As we near Burlington, we pass through the town of Shelburne and always have to make a stop at Fiddlehead Brewery. The brewery is small with no real place to sit, but the tastings are free and the beer is delicious. Plus they have lots of cool swag, including my boyfriend’s favorite hat. We have been to Fiddlehead on every trip that we have made but have never been able to snag the elusive Second Fiddle. Recently, Fiddlehead has amped up their canning and we were lucky enough to snag some 4-packs of it as well as their new IPA Mastermind. While there we also did a tasting of the three beers on tap. Up first was the signature Fiddlehead IPA, a solid IPA that’s crisp, clean, and citrusy. Next was Hodad, one of my all-time favorites, a Coconut Porter that the server described as a candy bar in a glass. While it is chocolaty and sweet, its well balanced and has a light body that makes for easy drinking. Next up was Ruby Claire, a hoppy red ale that is bursting with tropical fruit flavors. We grabbed a growler of Hodad to go as well as our cans and said goodbye to some new tasting buddies we had met along with their gorgeous (and humongous) pitbull, Rocco. After we returned home I was able to taste the Second Fiddle and Mastermind and was happy I bought extras. Second Fiddle is pleasantly piney but balanced out with a significant caramel malt presence making this IPA unique from all the hop-bombs out there. Mastermind is another delectable IPA that brings in those tropical, juicy flavors and leaves a nice lingering bitterness at the end. I’m happy to say that Second Fiddle lived up to its hype and this brewery keeps on impressing me.

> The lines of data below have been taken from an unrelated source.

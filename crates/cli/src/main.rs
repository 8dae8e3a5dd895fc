//! Model lifecycle CLI
//!
//! Operator tool for the retraining pipeline: run change detection, retrain
//! and promote, inspect the registry and check which model the prediction
//! server would load.

mod commands;
mod output;

use anyhow::{Context, Result};
use clap::{Parser, Subcommand};
use commands::{models, pipeline};
use lifecycle_lib::LifecycleConfig;
use std::path::PathBuf;
use tracing_subscriber::{fmt, prelude::*, EnvFilter};

/// Model lifecycle CLI
#[derive(Debug, Parser)]
#[command(name = "lifecycle")]
#[command(author, version, about = "CLI for the model retraining and promotion pipeline", long_about = None)]
pub struct Cli {
    /// Config file (defaults to lifecycle.{toml,yaml,json} in the working directory)
    #[arg(long, short, global = true, env = "LIFECYCLE_CONFIG_FILE")]
    pub config: Option<PathBuf>,

    /// Output format
    #[arg(long, short, global = true, default_value = "table")]
    pub format: output::OutputFormat,

    /// Enable verbose output
    #[arg(long, short, global = true)]
    pub verbose: bool,

    #[command(subcommand)]
    pub command: Commands,
}

#[derive(Debug, Subcommand)]
pub enum Commands {
    /// Detect changes, train every candidate and promote the best
    Retrain {
        /// Retrain even when the dataset is unchanged
        #[arg(long)]
        force: bool,
    },

    /// Report whether the dataset changed, without recording the new digest
    Check,

    /// Show which model the prediction server would load
    Resolve,

    /// List registered versions with their stage tags
    Versions,

    /// Move the active stage to an existing version
    Promote {
        /// Registered version number
        version: u64,
    },
}

fn init_tracing(verbose: bool) {
    let default_level = if verbose { "debug" } else { "info" };
    let filter = EnvFilter::try_from_default_env().unwrap_or_else(|_| EnvFilter::new(default_level));

    // Logs go to stderr so JSON output stays machine-readable
    tracing_subscriber::registry()
        .with(filter)
        .with(fmt::layer().compact().with_target(false).with_writer(std::io::stderr))
        .init();
}

async fn run(cli: Cli) -> Result<()> {
    let config = LifecycleConfig::load(cli.config.as_deref()).context("Failed to load configuration")?;

    match cli.command {
        Commands::Retrain { force } => pipeline::retrain(config, force, cli.format).await,
        Commands::Check => pipeline::check(&config, cli.format),
        Commands::Resolve => models::resolve(&config, cli.format).await,
        Commands::Versions => models::versions(&config, cli.format).await,
        Commands::Promote { version } => models::promote(&config, version, cli.format).await,
    }
}

#[tokio::main]
async fn main() {
    let cli = Cli::parse();
    init_tracing(cli.verbose);

    if let Err(e) = run(cli).await {
        output::print_error(&format!("{:#}", e));
        std::process::exit(1);
    }
}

Okay let me start off this section with a disclaimer. I have heard so much hype about this brewery that I may have gone in with unreasonable expectations. I haven’t made my final verdict on this brewery and really want to go back and give them my full undivided attention. The night we came to Foam they were crazy busy and we packed ourselves in at the bar. I got a full pour of their IPA Kubrick and while I started off impressed, the more I drank of it the more I found myself struggling to finish.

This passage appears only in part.